Ending NAFTA Would Hurt Growth: Bank Report


CBJ — A report issued by the Bank of Montreal concludes that ending the North American Free Trade Agreement would harm the U.S. and Canadian economies, while simultaneously hurting their competitiveness against regions such as Europe and Asia.

According to the bank’s report, “The Day After NAFTA,” dropping the 20-year trilateral free trade agreement would result in a 0.2% net reduction in U.S. gross domestic product over the next five years and a 1% decrease for Canada.

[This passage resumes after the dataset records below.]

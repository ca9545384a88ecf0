//! Musical pattern detection for the Smart Melody Tokenizer
//!
//! Recognizes scales, arpeggios, melodic sequences and leaps in a monophonic
//! melody, each with a confidence score, and picks a set of non-overlapping
//! spans. Detected patterns map onto the vocabulary's `PATTERN_*` tokens.
//!
//! # Examples
//!
//! ```
//! use smt_core::Note;
//! use smt_patterns::{pattern_tokens, PatternDetector};
//!
//! let notes: Vec<Note> = [60, 62, 64, 65, 67]
//!     .iter()
//!     .enumerate()
//!     .map(|(i, &p)| Note::new(p, i as f64 * 0.5, i as f64 * 0.5 + 0.5, 65))
//!     .collect();
//!
//! let patterns = PatternDetector::default().detect_patterns(&notes);
//! assert_eq!(pattern_tokens(&patterns), ["PATTERN_SCALE_UP"]);
//! ```

pub mod detector;
pub mod pattern;

pub use detector::{
    classify_chord, detect_leaps, pattern_tokens, resolve_overlaps, DetectorConfig,
    PatternDetector,
};
pub use pattern::{format_analysis, ChordQuality, Direction, Pattern, PatternKind};
//! Core of the Smart Melody Tokenizer
//!
//! This crate turns monophonic melodies into sequences of compound tokens and
//! back. A single token carries pitch, duration and dynamic together, e.g.
//! `NOTE_C4_quarter_mf`, which keeps sequences short for language models.
//!
//! # Examples
//!
//! ```
//! use smt_core::{Note, Tokenizer};
//!
//! let tokenizer = Tokenizer::default();
//! let notes = vec![
//!     Note::new(60, 0.0, 1.0, 70),
//!     Note::new(64, 2.0, 3.0, 70),
//! ];
//!
//! let result = tokenizer.encode_notes(&notes, "example");
//! assert_eq!(
//!     result.tokens,
//!     ["[BOS]", "NOTE_C4_quarter_mf", "REST_quarter", "NOTE_E4_quarter_mf", "[EOS]"]
//! );
//!
//! let decoded = tokenizer.decode_tokens(&result.tokens);
//! assert_eq!(decoded[1].start_time, 2.0);
//! ```
//!
//! # Token families
//!
//! - Special: `[PAD] [BOS] [EOS] [MASK] [UNK] [SEP]`
//! - Structural: `BAR`, `PHRASE_START`, `VERSE`, ...
//! - Notes: `NOTE_{pitch}_{duration}_{dynamic}`
//! - Rests: `REST_{duration}`
//! - Patterns: `PATTERN_{LABEL}`
//! - Control: `TEMPO_*`, `KEY_*`, `TIME_*`, `STYLE_*` and articulations
//!
//! # Main Types
//!
//! - [`Vocabulary`]: token <-> id bijection built from a [`VocabConfig`]
//! - [`Tokenizer`]: quantizes notes and converts them to and from tokens
//! - [`Token`]: a classified token, produced by [`Token::lex`]

pub mod config;
pub mod error;
pub mod lexer;
pub mod note;
pub mod quantize;
pub mod tokenizer;
pub mod vocabulary;

#[cfg(test)]
mod tokenizer_tests;

pub use config::{PatternCatalog, PatternFamily, PitchRange, TokenizerConfig, VocabConfig};
pub use error::{ConfigError, Result, SmtError, TokenError};
pub use lexer::{lex_stream, NoteFields, Special, Structural, Token};
pub use note::{
    beats_to_duration_name, duration_name_to_beats, dynamic_to_velocity, name_to_pitch,
    pitch_to_name, velocity_to_dynamic, MelodyStats, Note, PitchSpan,
};
pub use quantize::quantize_notes;
pub use tokenizer::{
    Decoded, EncodeMetadata, EncodeResult, PitchBounds, SampleStyle, SkippedToken, Tokenizer,
    TokenizerSettings,
};
pub use vocabulary::{Vocabulary, CONTROL_TOKENS};
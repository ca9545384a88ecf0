use crate::note::{beats_to_duration_name, pitch_to_name, velocity_to_dynamic, Note};

/// Snap note timings to a grid of `grid` subdivisions per whole note.
///
/// Starts round to the nearest grid line; durations round the same way but
/// never drop below one grid unit. The duration name is recomputed from the
/// quantized length, and empty pitch or dynamic names are filled in from the
/// note's numbers. Applying this twice with the same grid changes nothing.
pub fn quantize_notes(notes: &[Note], grid: u32) -> Vec<Note> {
    let unit = 4.0 / grid.max(1) as f64;

    notes
        .iter()
        .map(|note| {
            let start = (note.start_time / unit).round() * unit;
            let duration = ((note.duration() / unit).round() * unit).max(unit);

            let pitch_name = if note.pitch_name.is_empty() {
                pitch_to_name(note.pitch)
            } else {
                note.pitch_name.clone()
            };
            let dynamic_name = if note.dynamic_name.is_empty() {
                velocity_to_dynamic(note.velocity).to_string()
            } else {
                note.dynamic_name.clone()
            };

            Note {
                pitch: note.pitch,
                start_time: start,
                end_time: start + duration,
                velocity: note.velocity,
                pitch_name,
                duration_name: beats_to_duration_name(duration)
                    .unwrap_or("quarter")
                    .to_string(),
                dynamic_name,
            }
        })
        .collect()
}
use anyhow::{bail, Context, Result};
use clap::{Parser, Subcommand, ValueEnum};
use serde_json::Value;
use std::fs;
use std::path::{Path, PathBuf};

use midi_to_smt::{decode_to_midi_file, describe_melody, describe_tokens, encode_midi_file, midi};
use smt_core::{lex_stream, SampleStyle, Tokenizer, VocabConfig, Vocabulary};
use smt_patterns::{format_analysis, pattern_tokens, DetectorConfig, PatternDetector};

#[derive(Parser)]
#[command(name = "midi-to-smt")]
#[command(about = "Encode MIDI melodies as Smart Melody Tokenizer tokens and back", long_about = None)]
struct Cli {
    /// Tokenizer configuration written by `Tokenizer::save_config`
    #[arg(short, long, global = true)]
    config: Option<PathBuf>,

    /// Only log errors
    #[arg(short, long, global = true, conflicts_with = "verbose")]
    quiet: bool,

    /// Log debug output, including detected patterns
    #[arg(short, long, global = true)]
    verbose: bool,

    #[command(subcommand)]
    command: Commands,
}

#[derive(Subcommand)]
enum Commands {
    /// Encode one instrument of a MIDI file to tokens (JSON)
    Encode {
        /// Path to the MIDI file
        midi: PathBuf,

        /// Instrument index (tracks without notes are not counted)
        #[arg(short, long, default_value = "0")]
        track: usize,

        /// Output file (default: stdout)
        #[arg(short, long)]
        output: Option<PathBuf>,
    },
    /// Decode tokens to a MIDI file
    Decode {
        /// Token file: encode output, a JSON array of tokens or ids, or plain text
        tokens: PathBuf,

        /// MIDI file to write
        #[arg(short, long)]
        output: PathBuf,

        /// Tempo in BPM
        #[arg(long, default_value = "120")]
        tempo: f64,
    },
    /// Detect scales, arpeggios, sequences and leaps in a MIDI melody
    Patterns {
        /// Path to the MIDI file
        midi: PathBuf,

        /// Instrument index
        #[arg(short, long, default_value = "0")]
        track: usize,

        /// Detector configuration (JSON)
        #[arg(long)]
        detector: Option<PathBuf>,

        /// Print patterns as JSON
        #[arg(long)]
        json: bool,
    },
    /// Show or save the vocabulary
    Vocab {
        /// Vocabulary configuration (JSON); ignored with --config
        #[arg(long)]
        vocab_config: Option<PathBuf>,

        /// Write the full vocabulary to this file
        #[arg(short, long)]
        save: Option<PathBuf>,
    },
    /// Print statistics about a MIDI melody
    Info {
        /// Path to the MIDI file
        midi: PathBuf,

        /// Instrument index
        #[arg(short, long, default_value = "0")]
        track: usize,

        /// How many notes to list
        #[arg(long, default_value = "10")]
        max_notes: usize,
    },
    /// Print a canned token sequence, optionally rendering it to MIDI
    Sample {
        #[arg(short, long, value_enum, default_value_t = Style::Simple)]
        style: Style,

        /// MIDI file to write the decoded sample to
        #[arg(short, long)]
        output: Option<PathBuf>,
    },
}

#[derive(Clone, Copy, ValueEnum)]
enum Style {
    Simple,
    Scale,
    Arpeggio,
}

impl From<Style> for SampleStyle {
    fn from(style: Style) -> Self {
        match style {
            Style::Simple => SampleStyle::Simple,
            Style::Scale => SampleStyle::Scale,
            Style::Arpeggio => SampleStyle::Arpeggio,
        }
    }
}

fn main() -> Result<()> {
    let cli = Cli::parse();

    let level = match (cli.quiet, cli.verbose) {
        (true, _) => "error",
        (_, true) => "debug",
        _ => "info",
    };
    env_logger::Builder::from_env(env_logger::Env::default().default_filter_or(level)).init();

    let tokenizer = match &cli.config {
        Some(path) => Tokenizer::from_config_file(path)?,
        None => Tokenizer::default(),
    };

    match cli.command {
        Commands::Encode { midi, track, output } => {
            let result = encode_midi_file(&tokenizer, &midi, track)?;
            let json = serde_json::to_string_pretty(&result)?;
            write_or_print(output.as_deref(), &json)?;
        }
        Commands::Decode {
            tokens,
            output,
            tempo,
        } => {
            let text = fs::read_to_string(&tokens)
                .with_context(|| format!("Failed to read {}", tokens.display()))?;
            let tokens = read_tokens(&text, tokenizer.vocabulary())?;
            let notes = decode_to_midi_file(&tokenizer, &tokens, &output, tempo)?;
            eprintln!("Decoded {} notes", notes.len());
        }
        Commands::Patterns {
            midi: path,
            track,
            detector,
            json,
        } => {
            let config = match detector {
                Some(path) => {
                    let text = fs::read_to_string(&path)
                        .with_context(|| format!("Failed to read {}", path.display()))?;
                    serde_json::from_str::<DetectorConfig>(&text)?
                }
                None => DetectorConfig::default(),
            };
            let detector = PatternDetector::new(config)?;

            let notes = midi::load(&path, track)?;
            let encoded = tokenizer.encode_notes(&notes, &path.display().to_string());
            let patterns = detector.detect_patterns(&encoded.notes);

            if json {
                println!("{}", serde_json::to_string_pretty(&patterns)?);
            } else {
                print!("{}", format_analysis(&encoded.notes, &patterns));
                println!("\nPattern tokens: {}", pattern_tokens(&patterns).join(" "));
            }
        }
        Commands::Vocab { vocab_config, save } => {
            let vocabulary = match (&cli.config, vocab_config) {
                (None, Some(path)) => {
                    let text = fs::read_to_string(&path)
                        .with_context(|| format!("Failed to read {}", path.display()))?;
                    Vocabulary::new(serde_json::from_str::<VocabConfig>(&text)?)?
                }
                _ => tokenizer.vocabulary().clone(),
            };

            println!("Vocabulary size: {}", vocabulary.size());
            for (token, id) in vocabulary.special_tokens() {
                println!("  {:8} {}", token, id);
            }
            if let Some(path) = save {
                vocabulary.save(&path)?;
            }
        }
        Commands::Info {
            midi: path,
            track,
            max_notes,
        } => {
            let melody = midi::read(&path, track)?;
            println!(
                "{}: {} instrument(s), using #{}{}, {:.1} BPM, {} ticks per beat",
                path.display(),
                melody.instruments,
                melody.instrument_index,
                melody
                    .track_name
                    .as_deref()
                    .map(|name| format!(" ({})", name))
                    .unwrap_or_default(),
                melody.tempo_bpm,
                melody.ticks_per_beat
            );
            print!("{}", describe_melody(&melody.notes, max_notes));
        }
        Commands::Sample { style, output } => {
            let tokens = tokenizer.sample_tokens(style.into());
            print!("{}", describe_tokens(&tokens));
            if let Some(path) = output {
                decode_to_midi_file(&tokenizer, &tokens, &path, midi::DEFAULT_TEMPO_BPM)?;
            }
        }
    }

    Ok(())
}

fn write_or_print(output: Option<&Path>, text: &str) -> Result<()> {
    match output {
        Some(path) => {
            fs::write(path, format!("{}\n", text))
                .with_context(|| format!("Failed to write {}", path.display()))?;
            eprintln!("Output saved to {}", path.display());
        }
        None => println!("{}", text),
    }
    Ok(())
}

/// Accepts `encode` output, a JSON array of token strings or ids, or
/// whitespace-separated tokens.
fn read_tokens(text: &str, vocabulary: &Vocabulary) -> Result<Vec<String>> {
    let trimmed = text.trim_start();
    if !(trimmed.starts_with('{') || trimmed.starts_with('[')) {
        return Ok(lex_stream(text).iter().map(|t| t.to_string()).collect());
    }

    let value: Value = serde_json::from_str(text).context("Invalid token JSON")?;
    let items = match &value {
        Value::Object(map) => map
            .get("tokens")
            .and_then(Value::as_array)
            .context("JSON object has no \"tokens\" array")?,
        Value::Array(items) => items,
        _ => bail!("Expected a JSON object or array of tokens"),
    };

    items
        .iter()
        .map(|item| match item {
            Value::String(token) => Ok(token.clone()),
            Value::Number(n) => n
                .as_u64()
                .and_then(|id| u32::try_from(id).ok())
                .map(|id| vocabulary.decode_token(id).to_string())
                .with_context(|| format!("Invalid token id {}", n)),
            other => bail!("Unexpected token {}", other),
        })
        .collect()
}
//! Panic handler
//!
//! Panics are reserved for unrecoverable boot-time failures; every runtime
//! error in the core propagates as a `KernResult` instead.

#[cfg(not(test))]
use core::panic::PanicInfo;

#[cfg(not(test))]
#[panic_handler]
fn panic(info: &PanicInfo) -> ! {
    kernel_panic(info)
}

#[cfg(not(test))]
pub fn kernel_panic(info: &PanicInfo) -> ! {
    crate::println!("\n!!! KERNEL PANIC !!!");

    if let Some(location) = info.location() {
        crate::println!("Location: {}:{}", location.file(), location.line());
    }
    crate::println!("Message: {}", info.message());
    crate::println!("System halted.");

    crate::arch::cli();
    loop {
        crate::arch::wait_for_interrupt();
    }
}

The Trump administration has continually been a fly in the ointment, threatening to withdraw from the pact altogether if the U.S. doesn’t get better terms moving forward.  Financial experts are split as to whether President Trump is merely blustering as part of an aggressive negotiation tactic to get as much as possible or whether he really wants to end the agreement. Those who believe the latter point to the fact he has mentioned an interest in doing a deal with Canada — but not Mexic0, where the U.S. is currently dealing with a $60 billion trade deficit.

Doug Porter, chief economist of BMO Financial Group and one of the report’s authors, said that while the three North American economies would adjust to a new reality, a shift in low-wage work to Mexico enabled by NAFTA had made them collectively more competitive on the global stage.

The United States, Mexico and Canada concluded a fifth round of talks to update NAFTA last week with major differences unresolved, casting doubt on whether a deal could be reached by the end of March 2018 as planned.